The concept is quite simple: Instead of running the entire GPU driver stack on the guest and passing through the whole hardware GPU (no sharing), or running the entire GPU driver stack on the host and passing through high-level APIs (slow), why not split it down the middle? DRM Native Context runs the GPU kernel driver on the host, and the GPU userspace driver (Mesa) on the guest, and passes through the kernel UAPI interface from the guest to the host.

This gives us the best of both worlds: Since the GPU userspace drivers run in the guest, they can run with full performance just as if they were driving a real, hardware GPU. And since the GPU kernel driver runs in the host, it can be shared between host applications and guest applications. A simplified render operation might go like this:

  1. The application issues GL or Vulkan draw commands to draw things on the screen. A game might perform thousands of these per frame.
  2. The userspace Mesa driver in the guest takes these commands and converts them to GPU command structures. These command structures are written directly into GPU memory which the driver has previously mapped directly from the host using the virtio-gpu protocol, so it’s just as fast as running natively.
  3. The application flushes the draw stream or otherwise requests the GPU begin rendering.
  4. The userspace Mesa driver prepares the overall render information, the same way it would if running natively on the host.
  5. Mesa then wraps the command in a virtio-gpu execution buffer, which has the information needed to pass through the command to the host.
  6. The command, which is only a kilobyte or two of data at most, travels via the guest kernel virtio-gpu driver into the host virtual machine monitor.
  7. The VMM receives the command and passes it on to virglrenderer, which unwraps the native UAPI GPU command structure.
  8. virglrenderer issues the ioctl() to pass through the command to the host GPU kernel driver.
  9. The host GPU kernel driver sends the command to the GPU.
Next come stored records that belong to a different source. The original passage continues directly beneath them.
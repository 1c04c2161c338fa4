//! Motifs, signals and everything needed to place them into sequences.
//!
//! - `position`: IMGT-style position labels and position weights
//! - `motif`: seed motifs, instantiation and enumeration
//! - `sequence_implanting`: splicing an instance into one sequence
//! - `signal`: signals and repertoire-level implanting
//! - `annotation`: detecting signals in sequences

pub mod annotation;
pub mod motif;
pub mod position;
pub mod sequence_implanting;
pub mod signal;

pub use annotation::SignalAnnotator;
pub use motif::{MotifInstance, SeedMotif, GAP_MARKER};
pub use position::{
    allowed_positions_for_annotation, positions_for_length, weights_for_annotation,
    weights_for_implanting, ImgtPosition, PositionWeights, UserPositionWeights,
};
pub use sequence_implanting::{GappedMotifImplanting, ImplantRequest};
pub use signal::{ImplantedRepertoire, Signal, SignalImplanting};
The process to render natively on the host is exactly the same, except it removes steps 5 through 7 (in step 8, Mesa would issue the ioctl() directly). Therefore, the overhead is quite small, since the extra guest-to-host communication only involves a tiny amount of data, instead of having to pass through entire GL or Vulkan command streams. It also means we can run the same exact drivers as we would natively, so we know the GPU features should be exactly the same, with the same GPU driver quality and compatibility.

What about security and isolation? Each process on the guest is handled as an independent GPU process from the point of view of the host kernel driver (more specifically, each time a guest process opens the virtual GPU device node, the host VMM opens the real GPU device node for it as a separate file descriptor). This means that guest GPU processes are isolated just as native GPU processes are from each other.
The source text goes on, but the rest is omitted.